Making it harder to cheat

Overhearing a discussion about cheating on classwork the other day, I had this thought: Good teachers really ought to make it harder for students to cheat in any way they can. They should be constantly trying to out-smart their students, because the students are trying to out-smart them. They work in groups, collaborate and exploit existing resources quite well in order to make up for not studying and actually understanding the material. Students develop these skills quite nicely, which is an education in itself, but they suffer by not actually learning what teachers want them to learn.

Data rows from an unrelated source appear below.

//! Criterion benchmarks for u-grouping.
//!
//! Measures model construction and assignment checking only; solver time
//! depends on the backend and is not benchmarked here.

use criterion::{black_box, criterion_group, criterion_main, BenchmarkId, Criterion};
use u_grouping::grouping::{build_model, check_assignment, Assignment, GroupingConfig};

// ===========================================================================
// Model construction
// ===========================================================================

fn bench_build_model(c: &mut Criterion) {
    let mut group = c.benchmark_group("build_model");
    group.sample_size(20);

    for &(people, size, days) in &[(12, 3, 4), (24, 6, 6), (32, 4, 8)] {
        let config = GroupingConfig::new(people, size, days, 2);
        group.bench_with_input(
            BenchmarkId::new(format!("n{people}_s{size}"), days),
            &config,
            |b, cfg| b.iter(|| black_box(build_model(black_box(cfg)))),
        );
    }
    group.finish();
}

// ===========================================================================
// Checker on a round-robin layout
// ===========================================================================

fn round_robin(config: &GroupingConfig) -> Assignment {
    let groups = config.num_groups() as usize;
    let days = (0..config.num_days as usize)
        .map(|d| {
            let mut day = vec![Vec::new(); groups];
            for p in 1..=config.num_people {
                day[(p as usize - 1 + d) % groups].push(p);
            }
            day
        })
        .collect();
    Assignment::new(days)
}

fn bench_check_assignment(c: &mut Criterion) {
    let mut group = c.benchmark_group("check_assignment");

    for &people in &[24, 64, 128] {
        // Unlimited repeats so the round-robin layout passes.
        let config = GroupingConfig::new(people, 4, 8, 8);
        let assignment = round_robin(&config);
        group.bench_with_input(
            BenchmarkId::from_parameter(people),
            &(config, assignment),
            |b, (cfg, a)| b.iter(|| black_box(check_assignment(black_box(cfg), black_box(a)))),
        );
    }
    group.finish();
}

criterion_group!(benches, bench_build_model, bench_check_assignment);
criterion_main!(benches);
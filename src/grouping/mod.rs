//! Repeat-bounded group assignment.
//!
//! Splits people into equal-sized groups on each of several days so that no
//! pair shares a group more than a fixed number of times. This is the
//! social golfer problem with repeats allowed.
//!
//! # Key Components
//!
//! - **Config**: [`GroupingConfig`]: people, group size, days, repeat cap
//! - **Model**: [`build_model`] → [`GroupingModel`], the binary ILP
//! - **Runner**: [`solve`] / [`GroupingRunner`] → [`SolveResult`]
//! - **Check**: [`check_assignment`], structural verification
//! - **Report**: [`render`], plain-text output
//!
//! # References
//!
//! - CSPLib prob010, "Social Golfers Problem"
//! - Triska & Musliu (2012), "An effective greedy heuristic for the Social
//!   Golfer Problem"

mod check;
mod config;
mod model;
mod report;
mod runner;
mod types;

pub use check::{check_assignment, pair_counts, CheckResult, Violation, ViolationKind};
pub use config::GroupingConfig;
pub use model::{build_model, ConstraintCounts, GroupingModel};
pub use report::{render, render_assignment};
pub use runner::{solve, GroupingRunner, SolveResult};
pub use types::{pair_index, pairs, Assignment, Person};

In the context of a high school English class, I have these suggestions, which I would argue both thwart cheaters and encourage true student engagement.

  1. Sparknotes and Cliffnotes have made it all too easy to cheat by reading summary material instead of the actual source. Does Sparknotes have an entry for “Hunger Games“? I couldn’t find one. So cut back on the Shakespeare and pick a book or two from the young-adult bestseller list. Teach a text students will actually want to read and they might actually read it.

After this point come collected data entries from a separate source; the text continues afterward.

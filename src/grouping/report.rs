//! Plain-text rendering of solve results.

use std::fmt::Write;

use super::runner::SolveResult;
use super::types::Assignment;

/// Renders a result for human consumption.
///
/// An assignment becomes one block per day:
///
/// ```text
/// Day 1:
/// [1, 2, 3]
/// [4, 5, 6]
///
/// Day 2:
/// ...
/// ```
///
/// Any other result becomes a single `No solution found: ...` line.
pub fn render(result: &SolveResult) -> String {
    match result {
        SolveResult::Optimal(assignment) => render_assignment(assignment),
        SolveResult::Infeasible => {
            "No solution found: the constraints are infeasible.\n".to_string()
        }
        SolveResult::Unknown(reason) => format!("No solution found: {reason}.\n"),
    }
}

/// Renders an assignment, days and groups in index order.
pub fn render_assignment(assignment: &Assignment) -> String {
    let mut out = String::new();
    for (d, groups) in assignment.days.iter().enumerate() {
        if d > 0 {
            out.push('\n');
        }
        // Writing to a String cannot fail.
        let _ = writeln!(out, "Day {}:", d + 1);
        for members in groups {
            let _ = writeln!(out, "{members:?}");
        }
    }
    out
}
//! Binary integer linear programming (ILP) layer.
//!
//! A backend-agnostic model for pure-feasibility 0/1 programs: boolean
//! variables plus linear equalities and inequalities with integer
//! coefficients.
//!
//! # Key Components
//!
//! - **Variables**: [`BoolVar`], addressed by [`VarId`]
//! - **Constraints**: [`LinearConstraint`] with a [`Comparison`] sense
//! - **Model**: [`IlpModel`]: container for variables and constraints
//! - **Solver**: [`IlpSolver`] trait, implemented by [`GoodLpSolver`]
//!
//! # Design
//!
//! This module does not solve anything itself. [`GoodLpSolver`] forwards the
//! model to an external MILP engine through good_lp. Other engines plug in by
//! implementing [`IlpSolver`].

mod backend;
mod model;
mod solver;
mod variables;

pub use backend::GoodLpSolver;
pub use model::{Comparison, IlpModel, LinearConstraint};
pub use solver::{IlpSolution, IlpSolver, SolverConfig, SolverStatus};
pub use variables::{BoolVar, VarId};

  2.  Analyze a film from the last century. Even some of the old greats — Citizen Kane — would be better than another go at “Othello”. Plot is plot. Character development is character development. Irony is irony. Critical thinking is critical thinking, right?

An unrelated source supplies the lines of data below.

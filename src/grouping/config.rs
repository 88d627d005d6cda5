//! Grouping parameters.

use crate::error::ConfigError;

/// Parameters of a grouping problem.
///
/// `num_people` people are split into `num_people / group_size` groups on
/// each of `num_days` days, and no pair may share a group on more than
/// `repeats_allowed` days.
///
/// # Examples
///
/// ```
/// use u_grouping::grouping::GroupingConfig;
///
/// let config = GroupingConfig::default()
///     .with_num_people(12)
///     .with_group_size(3)
///     .with_num_days(4)
///     .with_repeats_allowed(1);
/// assert!(config.validate().is_ok());
/// assert_eq!(config.num_groups(), 4);
/// ```
#[derive(Debug, Clone, Copy, PartialEq, Eq, Hash)]
#[cfg_attr(feature = "serde", derive(serde::Serialize, serde::Deserialize))]
pub struct GroupingConfig {
    /// Number of people. Identifiers run from 1 to `num_people`.
    pub num_people: u32,
    /// Members per group. Must divide `num_people`.
    pub group_size: u32,
    /// Number of days.
    pub num_days: u32,
    /// Maximum number of days any pair may share a group. 0 is allowed.
    pub repeats_allowed: u32,
}

impl Default for GroupingConfig {
    fn default() -> Self {
        Self {
            num_people: 24,
            group_size: 6,
            num_days: 6,
            repeats_allowed: 2,
        }
    }
}

impl GroupingConfig {
    /// Creates a config from all four parameters.
    pub fn new(num_people: u32, group_size: u32, num_days: u32, repeats_allowed: u32) -> Self {
        Self {
            num_people,
            group_size,
            num_days,
            repeats_allowed,
        }
    }

    pub fn with_num_people(mut self, n: u32) -> Self {
        self.num_people = n;
        self
    }

    pub fn with_group_size(mut self, n: u32) -> Self {
        self.group_size = n;
        self
    }

    pub fn with_num_days(mut self, n: u32) -> Self {
        self.num_days = n;
        self
    }

    pub fn with_repeats_allowed(mut self, n: u32) -> Self {
        self.repeats_allowed = n;
        self
    }

    /// Validates the configuration.
    pub fn validate(&self) -> Result<(), ConfigError> {
        if self.num_people == 0 {
            return Err(ConfigError::ZeroPeople);
        }
        if self.group_size == 0 {
            return Err(ConfigError::ZeroGroupSize);
        }
        if self.num_days == 0 {
            return Err(ConfigError::ZeroDays);
        }
        if self.num_people % self.group_size != 0 {
            return Err(ConfigError::NotDivisible {
                num_people: self.num_people,
                group_size: self.group_size,
            });
        }
        if self.model_size().is_none() {
            return Err(ConfigError::TooLarge {
                num_people: self.num_people,
                num_days: self.num_days,
            });
        }
        Ok(())
    }

    /// Variable and constraint counts of the model for this config, or
    /// `None` if either does not fit in `usize`.
    ///
    /// Every size computed by the model builder is bounded by one of these
    /// two totals.
    pub fn model_size(&self) -> Option<(usize, usize)> {
        let n = self.num_people as usize;
        let days = self.num_days as usize;
        let groups = self.num_groups() as usize;
        let pairs = n.checked_mul(n.saturating_sub(1))? / 2;

        let x = days.checked_mul(groups)?.checked_mul(n)?;
        let y = days.checked_mul(pairs)?;
        let vars = x.checked_add(y)?;

        let constraints = days
            .checked_mul(n)?
            .checked_add(days.checked_mul(groups)?)?
            .checked_add(y.checked_mul(groups)?)?
            .checked_add(pairs)?;
        Some((vars, constraints))
    }

    /// Number of groups per day. Only meaningful for a valid config.
    pub fn num_groups(&self) -> u32 {
        self.num_people.checked_div(self.group_size).unwrap_or(0)
    }

    /// Number of unordered pairs of people, `C(num_people, 2)`.
    pub fn num_pairs(&self) -> usize {
        let n = self.num_people as usize;
        n * n.saturating_sub(1) / 2
    }
}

  3. Tell the students to read editorials from the local newspaper and critique them. Encourage them to write a letter to the editor on a local issue.
  4. If you do read classics (which of course, should be done), find modern versions of it to play in class, even if not direct remakes, but similar plot lines. Realize that Shakespeare was the soap opera writer of his day. Or, find modern films or TV shows that allude to the classics and quiz students on what was alluded.
Anyway, I’m not trained in education, but it seems that there could be more done on the teaching side to combat cheating. And in some courses that might mean veering from the traditional track and taking students into unexpected territory, where they have no choice but to learn.